Gastgeber aus Barver verabschiedeten sich von Gästen aus Lezay im Rahmen eines vergnüglichen Abends in Hemsloh

Barver (kmü) • Eine sehr abwechslungsreiche, informative und unterhaltsame Woche haben die Gäste aus Lezay und die deutsche Gastgeber aus Barver am Freitagabend mit einem gemütlichen Zusammensein bei Wein, Bier und einem Büfett im "Schützenhof" in Hemsloh abgeschlossen. Es war gleichzeitig der Abschied, denn am Samstagabend traten die Franzosen den Heimweg an.

34 Jahre alt ist die Freundschaft zwischen dem französischen Lezay und dem deutschen Barver. Im kommenden Jahr, sagte der „Reiseführer" der Gäste, Marc Gerard, zu Beginn des Abends, solle der 35. Partnerschaftsgeburtstag in Lezay gefeiert werden. Dazu lud er insbesondere auch die Gründungsmitglieder ein, zu denen aus Barver Reinhard Ehrich und Fritz Bunte gehörten. Beide waren auch am Freitagabend dabei.
Hans-Hermann Borggrefe, Vorsitzender des Partnerschaftsausschusses der Gemeinde Barver, erinnerte in seinen Grußworten an die gemeinsame Woche, die wieder dazu gedient habe, bestehende Freundschaften zu vertiefen und neue zu schließen.
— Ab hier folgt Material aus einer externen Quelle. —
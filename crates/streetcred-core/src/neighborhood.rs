//! # NYC Neighborhood Reference Table
//!
//! Approximate center coordinates of 41 Manhattan neighborhoods. The table
//! drives both the generative classifier prompt and the offline
//! nearest-center fallback, and is the canonical spelling for classifier
//! output.

use serde::Serialize;

use crate::badge::SPONSOR_LOCATIONS;
use crate::geo::{haversine_km, Coordinates};

/// A named neighborhood center.
#[derive(Debug, Clone, Copy, PartialEq, Serialize)]
pub struct Neighborhood {
    pub name: &'static str,
    pub lat: f64,
    pub lon: f64,
}

const fn n(name: &'static str, lat: f64, lon: f64) -> Neighborhood {
    Neighborhood { name, lat, lon }
}

/// Reference neighborhood centers.
pub const NYC_NEIGHBORHOODS: [Neighborhood; 41] = [
    n("Battery Park City", 40.7150, -74.0165),
    n("Civic Center", 40.7125, -74.0058),
    n("Chinatown", 40.7162, -73.9968),
    n("East Village", 40.7268, -73.9812),
    n("Financial District", 40.7085, -74.0085),
    n("Flatiron District", 40.7415, -73.9895),
    n("Greenwich Village", 40.7340, -74.0032),
    n("Little Italy", 40.7198, -73.9970),
    n("Lower East Side", 40.7145, -73.9840),
    n("Meatpacking District", 40.7425, -74.0080),
    n("NoHo", 40.7278, -73.9940),
    n("SoHo", 40.7238, -74.0035),
    n("South Street Seaport", 40.7058, -74.0030),
    n("Tribeca", 40.7168, -74.0090),
    n("Union Square", 40.7362, -73.9915),
    n("West Village", 40.7362, -74.0028),
    n("Chelsea", 40.7470, -74.0018),
    n("Garment District", 40.7545, -73.9910),
    n("Gramercy Park", 40.7382, -73.9858),
    n("Hell's Kitchen", 40.7642, -73.9922),
    n("Hudson Yards", 40.7540, -74.0018),
    n("Kips Bay", 40.7425, -73.9772),
    n("Murray Hill", 40.7485, -73.9778),
    n("Midtown", 40.7552, -73.9838),
    n("NoMad", 40.7450, -73.9882),
    n("Stuyvesant Town", 40.7315, -73.9765),
    n("Times Square", 40.7585, -73.9858),
    n("Turtle Bay", 40.7525, -73.9682),
    n("Central Park", 40.7835, -73.9650),
    n("East Harlem", 40.7962, -73.9385),
    n("Fort George", 40.8572, -73.9362),
    n("Hamilton Heights", 40.8240, -73.9505),
    n("Harlem", 40.8122, -73.9460),
    n("Hudson Heights", 40.8522, -73.9390),
    n("Inwood", 40.8682, -73.9208),
    n("Manhattan Valley", 40.7995, -73.9675),
    n("Morningside Heights", 40.8115, -73.9628),
    n("Upper East Side", 40.7742, -73.9562),
    n("Upper West Side", 40.7878, -73.9758),
    n("Washington Heights", 40.8508, -73.9345),
    n("Yorkville", 40.7770, -73.9545),
];

/// Build the classification prompt for a position.
pub fn classifier_prompt(at: &Coordinates) -> String {
    let examples = NYC_NEIGHBORHOODS
        .iter()
        .map(|h| format!("{}: [{:.4}, {:.4}]", h.name, h.lat, h.lon))
        .collect::<Vec<_>>()
        .join("\n");
    format!(
        "You are a NYC geography expert. Here are the neighborhoods with their approximate center coordinates:\n\n\
         {examples}\n\n\
         Given these coordinates: [{}, {}]\n\n\
         Return ONLY the closest neighborhood name from the list above.",
        at.lat(),
        at.lon()
    )
}

/// Normalize free-form classifier output to a location name.
///
/// Takes the first non-empty line, strips quoting, markdown emphasis and a
/// trailing period, then maps case-insensitive matches to the canonical
/// spelling of a neighborhood or sponsor. Unknown names pass through
/// trimmed. Returns `None` when nothing is left.
pub fn canonical_name(raw: &str) -> Option<String> {
    let line = raw.lines().map(str::trim).find(|l| !l.is_empty())?;
    let cleaned = line
        .trim_matches(|c: char| matches!(c, '"' | '\'' | '`' | '*'))
        .trim_end_matches('.')
        .trim();
    if cleaned.is_empty() {
        return None;
    }

    let known = NYC_NEIGHBORHOODS
        .iter()
        .map(|h| h.name)
        .chain(SPONSOR_LOCATIONS.iter().copied())
        .find(|name| name.eq_ignore_ascii_case(cleaned));

    Some(known.unwrap_or(cleaned).to_string())
}

/// The reference neighborhood whose center is closest to `at`.
pub fn nearest_neighborhood(at: &Coordinates) -> &'static Neighborhood {
    let mut best = &NYC_NEIGHBORHOODS[0];
    let mut best_km = f64::INFINITY;
    for hood in NYC_NEIGHBORHOODS.iter() {
        let d = haversine_km(at.lat(), at.lon(), hood.lat, hood.lon);
        if d < best_km {
            best = hood;
            best_km = d;
        }
    }
    best
}
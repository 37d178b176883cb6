//! User profiles and point changes.

use serde::{Deserialize, Deserializer, Serialize};

use crate::identity::UserId;

/// A user's profile as far as rewards are concerned.
#[derive(Debug, Clone, PartialEq, Serialize, Deserialize)]
pub struct Profile {
    pub user_id: UserId,
    #[serde(default)]
    pub username: Option<String>,
    /// Null or negative stored values read as zero.
    #[serde(default, deserialize_with = "points_or_zero")]
    pub points: u32,
}

fn points_or_zero<'de, D>(deserializer: D) -> Result<u32, D::Error>
where
    D: Deserializer<'de>,
{
    let raw = Option::<i64>::deserialize(deserializer)?;
    Ok(raw.map_or(0, |p| p.clamp(0, i64::from(u32::MAX)) as u32))
}

/// Outcome of an atomic point increment.
#[derive(Debug, Clone, Copy, PartialEq, Eq, Serialize)]
pub struct PointsChange {
    pub previous_points: u32,
    pub new_points: u32,
    pub points_added: u32,
}

impl PointsChange {
    pub fn new(previous_points: u32, new_points: u32) -> Self {
        Self {
            previous_points,
            new_points,
            points_added: new_points.saturating_sub(previous_points),
        }
    }
}

#[cfg(test)]
mod tests {
    use super::*;

    #[test]
    fn null_points_read_as_zero() {
        let p: Profile = serde_json::from_str(r#"{"user_id": "u1", "points": null}"#).unwrap();
        assert_eq!(p.points, 0);
        assert_eq!(p.username, None);
    }

    #[test]
    fn missing_points_read_as_zero() {
        let p: Profile = serde_json::from_str(r#"{"user_id": "u1", "username": "ana"}"#).unwrap();
        assert_eq!(p.points, 0);
        assert_eq!(p.username.as_deref(), Some("ana"));
    }

    #[test]
    fn negative_points_clamp() {
        let p: Profile = serde_json::from_str(r#"{"user_id": "u1", "points": -3}"#).unwrap();
        assert_eq!(p.points, 0);
    }

    #[test]
    fn change_reports_delta() {
        let change = PointsChange::new(4, 5);
        assert_eq!(change.points_added, 1);
    }
}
Darüber hinaus sei mit dem Besuch des Kernkraftwerks (KKW) in Lingen die Diskussion zum Thema Energieerzeugung aus Atomstrom und regenerativen Energien in Schwung gekommen. Ein Thema „das uns sehr interessiert", wie Marc Gerard bestätigte. Deshalb sei jeder Aufenthalt hier auch „eine Bereicherung für Groß und Klein".
Den Organisatoren der Partnerschaftswoche in Deutschland statteten Borggrefe und Gerard einen besonderen Dank ab. Insbesondere nannte Borggrefe auf deutscher Seite Marianne Schlake, die zusammen mit Inge Ehrich, Ilse Lampe, Helga Winkelmann-Bünte und Monika Oldewage sich um die von Lezay dem Ort geschenkte Erinnerungstafel kümmert und diese zu Weihnachten und Ostern besonders schmückt.
Nach den wenigen Worten zu Beginn des Abends, die von Yan Couve vom Deutschen ins Französische und umgekehrt übersetzt wurden, ging es zum gemütlichen Teil über. Ein umfangreiches Büfett wartete auf Gäste und Gastgeber. Es gab reichlich Gegrilltes vom Rost, dazu Salate, Brötchen und frisches Gemüse.
In Gesprächen wurde auf die abwechslungsreiche Woche zurück geblickt. Sie hatte (nach Ankunft am Sonnabend und dem Familientag am Montag) mit dem Ausflug zum Kernkraftwerk Lingen begonnen. Dem schloss sich eine Besichtigung des Moormuseums Großhesepe an. Nach einem weiteren Familientag besichtigten Franzosen und Deutsche am Donnerstag sowohl die Bonbon-Fabrik „Fisher Fine Sweets" und Lloyd-Schuhe in Sulingen. Am Nachmittag folgten eine Stadtbesichtigung dort und ein Besuch in der „Rats-Apotheke".
Am Freitag hatten sich Gäste und Gastgeber vor dem Abschlusstreffen im „Schützenhof" zur Besichtigung der Biogasanlage von Kriesmann & Lampe aufgemacht. Außerdem waren sie vom Wanderwart des Heimatvereins der Samtgemeinde Rehden, Hermann Schmidt, zu einer kurzen Wanderung ab der Schützenhalle aufgebrochen. Abgeschlossen wurde der Franzosenbesuch am Sonnabend mit viel Entspannung in den Familien, ehe sich am späten Abend die Gäste auf den Weg zurück nach Frankreich machten.
Ein Wiedersehen wird es spätestens zum 35. Geburtstag der Partnerschaft im nächsten Jahr in Frankreich geben.